A little while ago I read some fairly barbed comments from someone about the pointlessness and futility of using an Ekahau Sidekick for wireless surveys.
The argument went something along the lines of: because the Sidekick’s Wi-Fi interfaces and antennas are not the same as the devices actually using the network, the reported results are meaningless. The only way to survey realistically is to use the device the network is designed for.
These ideas weren’t really presented as part of a discussion, more a proclamation that anyone carrying out surveys using a Sidekick is producing misleading results. It’s quite the claim but at first glance the logic is hard to argue with, so does this position have any merit?
My immediate reaction, based mainly on my own experience, was “not really”.

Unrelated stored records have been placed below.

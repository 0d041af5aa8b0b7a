//! Client entrypoint for the CSR build.

// Bin target reuses lib deps, silence noisy lint.
#![allow(unused_crate_dependencies)]

use event_horizon::{App, init_logging};
use leptos::prelude::*;

fn main() {
	init_logging();

	mount_to_body(|| {
		view! { <App /> }
	})
}
//! Frame scheduling with an explicit lifecycle.
//!
//! [`FrameLoop`] decides when the next animation frame is requested. The
//! browser side is abstracted behind [`FrameRequester`] so the state machine
//! can be driven without a window:
//!
//! ```text
//! Unmounted -> Seeding -> Running <-> Paused
//!                 ^          |          |
//!                 +----------+----------+     (dimension change)
//!                            any -> Teardown
//! ```
//!
//! At most one frame request is ever pending, and teardown cancels it exactly
//! once.

use std::cell::RefCell;
use std::rc::Rc;

use wasm_bindgen::JsCast;
use wasm_bindgen::closure::Closure;
use web_sys::Window;

/// Something that can request and cancel a single future frame callback.
pub trait FrameRequester {
	type Handle: Copy;

	/// Ask for the frame callback to run once. `None` if the request failed.
	fn request(&mut self) -> Option<Self::Handle>;
	fn cancel(&mut self, handle: Self::Handle);
}

/// Lifecycle phase of the simulation.
#[derive(Clone, Copy, Debug, PartialEq, Eq)]
pub enum Phase {
	Unmounted,
	Seeding,
	Running,
	Paused,
	Teardown,
}

/// Start/pause/resume/stop control surface over a [`FrameRequester`].
pub struct FrameLoop<R: FrameRequester> {
	requester: R,
	pending: Option<R::Handle>,
	phase: Phase,
	visible: bool,
	has_area: bool,
}

impl<R: FrameRequester> FrameLoop<R> {
	pub fn new(requester: R) -> Self {
		Self {
			requester,
			pending: None,
			phase: Phase::Unmounted,
			visible: true,
			has_area: false,
		}
	}

	pub fn phase(&self) -> Phase {
		self.phase
	}

	pub fn has_pending(&self) -> bool {
		self.pending.is_some()
	}

	/// A fresh particle store is being built.
	pub fn begin_seed(&mut self) {
		if self.phase != Phase::Teardown {
			self.phase = Phase::Seeding;
		}
	}

	/// Seeding finished; `has_area` is false for a zero-area viewport.
	pub fn finish_seed(&mut self, has_area: bool) {
		if self.phase != Phase::Seeding {
			return;
		}
		self.has_area = has_area;
		self.settle();
	}

	/// Visibility of the hosting container changed.
	pub fn set_visible(&mut self, visible: bool) {
		self.visible = visible;
		if matches!(self.phase, Phase::Running | Phase::Paused) {
			self.settle();
		}
	}

	/// Called at the top of each frame callback. Returns whether a simulation
	/// step should run for this frame; the next frame is already requested
	/// when it does.
	pub fn on_frame(&mut self) -> bool {
		self.pending = None;
		if self.phase != Phase::Running {
			return false;
		}
		self.schedule();
		true
	}

	/// Cancel the pending frame and refuse any further scheduling.
	pub fn stop(&mut self) {
		if let Some(handle) = self.pending.take() {
			self.requester.cancel(handle);
		}
		self.phase = Phase::Teardown;
	}

	fn settle(&mut self) {
		if self.visible && self.has_area {
			self.phase = Phase::Running;
			self.schedule();
		} else {
			self.phase = Phase::Paused;
			if let Some(handle) = self.pending.take() {
				self.requester.cancel(handle);
			}
		}
	}

	fn schedule(&mut self) {
		if self.pending.is_none() {
			self.pending = self.requester.request();
		}
	}
}

/// Shared slot for the per-frame closure; the closure reschedules itself
/// through it.
pub type FrameCallback = Rc<RefCell<Option<Closure<dyn FnMut()>>>>;

/// `requestAnimationFrame` on the browser window.
pub struct AnimationFrames {
	window: Window,
	callback: FrameCallback,
}

impl AnimationFrames {
	pub fn new(window: Window, callback: FrameCallback) -> Self {
		Self { window, callback }
	}
}

impl FrameRequester for AnimationFrames {
	type Handle = i32;

	fn request(&mut self) -> Option<i32> {
		let callback = self.callback.borrow();
		let cb = callback.as_ref()?;
		self.window
			.request_animation_frame(cb.as_ref().unchecked_ref())
			.ok()
	}

	fn cancel(&mut self, handle: i32) {
		let _ = self.window.cancel_animation_frame(handle);
	}
}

It’s true a network that looks good to the Sidekick can be problematic for a client like an iPhone 5 and this is entirely down to the high quality of the Sidekick antennas, especially relative to the design compromised antenna found in a smartphone.

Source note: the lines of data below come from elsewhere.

//! Recoverable problems found while building a session
//!
//! A diagnostic never stops a parse. The field it concerns keeps its default (or prior)
//! value and building carries on with the next token.

use serde::{Deserialize, Serialize};
use std::fmt;
use thiserror::Error;

#[derive(Debug, Clone, PartialEq, Eq, Serialize, Deserialize)]
pub struct Diagnostic {
    /// 1-based source line, 0 when the token was not read from text
    pub line: usize,
    #[serde(flatten)]
    pub kind: DiagnosticKind,
}

#[derive(Debug, Clone, PartialEq, Eq, Serialize, Deserialize, Error)]
#[serde(tag = "kind", rename_all = "camelCase")]
pub enum DiagnosticKind {
    #[error("failed to parse date {value:?} ({reason}), using the current time")]
    InvalidDate { value: String, reason: String },

    #[error("failed to parse {field} {value:?} as an integer")]
    InvalidInteger { field: String, value: String },

    #[error("failed to parse {field} {value:?} as a number")]
    InvalidFloat { field: String, value: String },

    #[error("metadata {value:?} has no ':' separator")]
    MalformedMetadata { value: String },
}

impl Diagnostic {
    pub fn new(line: usize, kind: DiagnosticKind) -> Self {
        Self { line, kind }
    }
}

impl fmt::Display for Diagnostic {
    fn fmt(&self, f: &mut fmt::Formatter<'_>) -> fmt::Result {
        if self.line > 0 {
            write!(f, "line {}: ", self.line)?;
        }
        write!(f, "{}", self.kind)
    }
}

impl std::error::Error for Diagnostic {}
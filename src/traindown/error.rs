//! Fatal parse errors
//!
//! Only problems that stop a parse outright live here. Everything recoverable is reported
//! through `Session::errors` instead.

use crate::traindown::lexing::{ScanError, ScannerConfigError};
use thiserror::Error;

#[derive(Debug, Clone, PartialEq, Eq, Error)]
pub enum ParseError {
    #[error("failed to build scanner: {0}")]
    Scanner(#[from] ScannerConfigError),

    #[error("failed to parse: {0}")]
    Scan(#[from] ScanError),

    #[error("input is not valid UTF-8: {0}")]
    Encoding(#[from] std::str::Utf8Error),
}
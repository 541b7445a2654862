//! Tests for the traindown binary

use assert_cmd::Command;
use predicates::prelude::*;
use std::io::Write;
use tempfile::NamedTempFile;

fn log_file(contents: &str) -> NamedTempFile {
    let mut file = NamedTempFile::new().expect("temp file");
    file.write_all(contents.as_bytes()).expect("write log");
    file
}

#[test]
fn prints_session_as_json() {
    let file = log_file("@ 2023-01-15\nSquat:\n  100kg 5r 3s\n");

    let output = Command::cargo_bin("traindown")
        .unwrap()
        .arg(file.path())
        .output()
        .unwrap();
    assert!(output.status.success());

    let json: serde_json::Value = serde_json::from_slice(&output.stdout).unwrap();
    assert_eq!(json["movements"][0]["name"], "Squat");
    assert_eq!(json["movements"][0]["performances"][0]["sets"], 3);
}

#[test]
fn prints_session_as_yaml() {
    let file = log_file("Squat:\n  100\n");

    Command::cargo_bin("traindown")
        .unwrap()
        .arg(file.path())
        .args(["--format", "yaml"])
        .assert()
        .success()
        .stdout(predicate::str::contains("name: Squat"));
}

#[test]
fn reads_from_stdin() {
    Command::cargo_bin("traindown")
        .unwrap()
        .arg("-")
        .write_stdin("Bench:\n  80 5r\n")
        .assert()
        .success()
        .stdout(predicate::str::contains("\"Bench\""));
}

#[test]
fn lists_tokens() {
    let file = log_file("Squat:\n  100 5r\n");

    Command::cargo_bin("traindown")
        .unwrap()
        .arg(file.path())
        .arg("--tokens")
        .assert()
        .success()
        .stdout(predicate::str::contains("1\tMOVEMENT\tSquat"))
        .stdout(predicate::str::contains("2\tREPS\t5"));
}

#[test]
fn fails_on_untokenizable_input() {
    let file = log_file("Squat:\n  this is not a set\n");

    Command::cargo_bin("traindown")
        .unwrap()
        .arg(file.path())
        .assert()
        .failure()
        .stderr(predicate::str::contains("unrecognized line"));
}

#[test]
fn honors_config_file_markers() {
    let config = {
        let mut file = tempfile::Builder::new()
            .suffix(".toml")
            .tempfile()
            .unwrap();
        writeln!(file, "[scanner]\nnote_marker = \"!\"").unwrap();
        file
    };
    let file = log_file("Squat:\n  ! felt strong\n  100\n");

    Command::cargo_bin("traindown")
        .unwrap()
        .arg(file.path())
        .arg("--config")
        .arg(config.path())
        .assert()
        .success()
        .stdout(predicate::str::contains("felt strong"));
}

#[test]
fn rejects_invalid_marker_config() {
    let config = {
        let mut file = tempfile::Builder::new()
            .suffix(".toml")
            .tempfile()
            .unwrap();
        writeln!(file, "[scanner]\nnote_marker = \"#\"").unwrap();
        file
    };
    let file = log_file("Squat:\n  100\n");

    Command::cargo_bin("traindown")
        .unwrap()
        .arg(file.path())
        .arg("--config")
        .arg(config.path())
        .assert()
        .failure()
        .stderr(predicate::str::contains("failed to build scanner"));
}
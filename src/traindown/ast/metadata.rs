//! Free-form key/value annotations

use serde::{Deserialize, Serialize};
use serde_json::Value;
use std::collections::BTreeMap;

/// Key/value pairs attached to a session, movement or performance.
///
/// Keys are unique; writing an existing key replaces its value. The builder only ever stores
/// strings, but values may be any scalar so hand-built sessions can carry numbers or flags.
#[derive(Debug, Clone, Default, PartialEq, Serialize, Deserialize)]
#[serde(transparent)]
pub struct Metadata(BTreeMap<String, Value>);

impl Metadata {
    pub fn new() -> Self {
        Self::default()
    }

    /// Insert a pair, returning the value it replaced.
    pub fn insert(&mut self, key: impl Into<String>, value: impl Into<Value>) -> Option<Value> {
        self.0.insert(key.into(), value.into())
    }

    pub fn get(&self, key: &str) -> Option<&Value> {
        self.0.get(key)
    }

    /// Get a value only if it is a string
    pub fn get_str(&self, key: &str) -> Option<&str> {
        self.0.get(key).and_then(Value::as_str)
    }

    pub fn contains_key(&self, key: &str) -> bool {
        self.0.contains_key(key)
    }

    pub fn len(&self) -> usize {
        self.0.len()
    }

    pub fn is_empty(&self) -> bool {
        self.0.is_empty()
    }
}
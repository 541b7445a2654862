//! Session element, the root of a parse

use super::diagnostics::Diagnostic;
use super::metadata::Metadata;
use super::movement::Movement;
use chrono::{DateTime, Utc};
use serde::{Deserialize, Serialize};

/// Everything recorded in one traindown log.
///
/// `errors` holds the recoverable problems found while building the session. A parse that
/// returned `Ok` may still have degraded fields, so callers should check it.
#[derive(Debug, Clone, Default, PartialEq, Serialize, Deserialize)]
#[serde(rename_all = "camelCase", default)]
pub struct Session {
    /// `None` until a date line is seen
    pub date: Option<DateTime<Utc>>,
    pub errors: Vec<Diagnostic>,
    pub movements: Vec<Movement>,
    pub metadata: Metadata,
    pub notes: Vec<String>,
}

impl Session {
    pub fn new() -> Self {
        Self::default()
    }

    /// Append a finished movement, stamping its sequence.
    pub fn push_movement(&mut self, mut movement: Movement) {
        movement.sequence = self.movements.len() + 1;
        self.movements.push(movement);
    }

    pub fn has_errors(&self) -> bool {
        !self.errors.is_empty()
    }

    /// First movement with the given name
    pub fn movement(&self, name: &str) -> Option<&Movement> {
        self.movements.iter().find(|movement| movement.name == name)
    }
}
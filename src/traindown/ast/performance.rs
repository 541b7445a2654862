//! Performance element
//!
//! One set/rep/load entry of a movement. A performance written as just a load means one set
//! of one rep, hence the defaults of 1 for `reps` and `sets`.

use super::metadata::Metadata;
use serde::{Deserialize, Serialize};

#[derive(Debug, Clone, PartialEq, Serialize, Deserialize)]
#[serde(rename_all = "camelCase", default)]
pub struct Performance {
    pub fails: i64,
    pub load: f64,
    #[serde(skip_serializing_if = "Option::is_none")]
    pub percent_of_max: Option<f64>,
    pub reps: i64,
    pub sets: i64,
    /// 1-based position within the parent movement, set when the performance is appended
    pub sequence: usize,
    pub unit: String,
    pub metadata: Metadata,
    pub notes: Vec<String>,
}

impl Performance {
    pub fn new() -> Self {
        Self::default()
    }

    /// Total repetitions across all sets, saturating at the `i64` bounds
    pub fn volume_reps(&self) -> i64 {
        self.reps.saturating_mul(self.sets)
    }
}

impl Default for Performance {
    fn default() -> Self {
        Self {
            fails: 0,
            load: 0.0,
            percent_of_max: None,
            reps: 1,
            sets: 1,
            sequence: 0,
            unit: String::new(),
            metadata: Metadata::new(),
            notes: Vec::new(),
        }
    }
}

When analysing survey results in Ekahau an offset can be added to compensate for this. Working on a university campus I’ve always used -10dB as this fits with the previously mentioned iPhone – the most common client.
What’s more, because Wi-Fi chipsets are not calibrated there can be significant variation between devices of the same type. Three iPhone 6 handsets will likely give you three different received signal levels.
So how do you know whether the client you’re using to carry out a representative test of the network is good, average or a poorly performing example? You can take multiple devices and take an average, or take the worst performing example and use that… but you still don’t know whether there’s another one that’s even worse.
In other words how do you apply any rigor to your surveying if nothing is accurate and devices vary? But it gets worse.
Take a look at this post by the brilliant WifiNigel. Nigel has demonstrated (with a nice little rig and measurements and everything) just how much the orientation of a device changes the received signal strength.
What Nigel’s work demonstrates is just how important it is to get your device offset right. If the network is design for a voip client, it’s important to test that device while it’s just off vertical, gripped in a hand and held against a, presumably, human ear… not sitting horizontally on a desk at hip level…
Whilst the Sidekick is not calibrated with accuracy any RF lab would find acceptable, they are tuned to a reference point so ought to be more reliable than the network clients.
It is key to know what is a realistic device offset to use and as far as possible that needs to be based on devices in use, not sitting on a desk in a different orientation.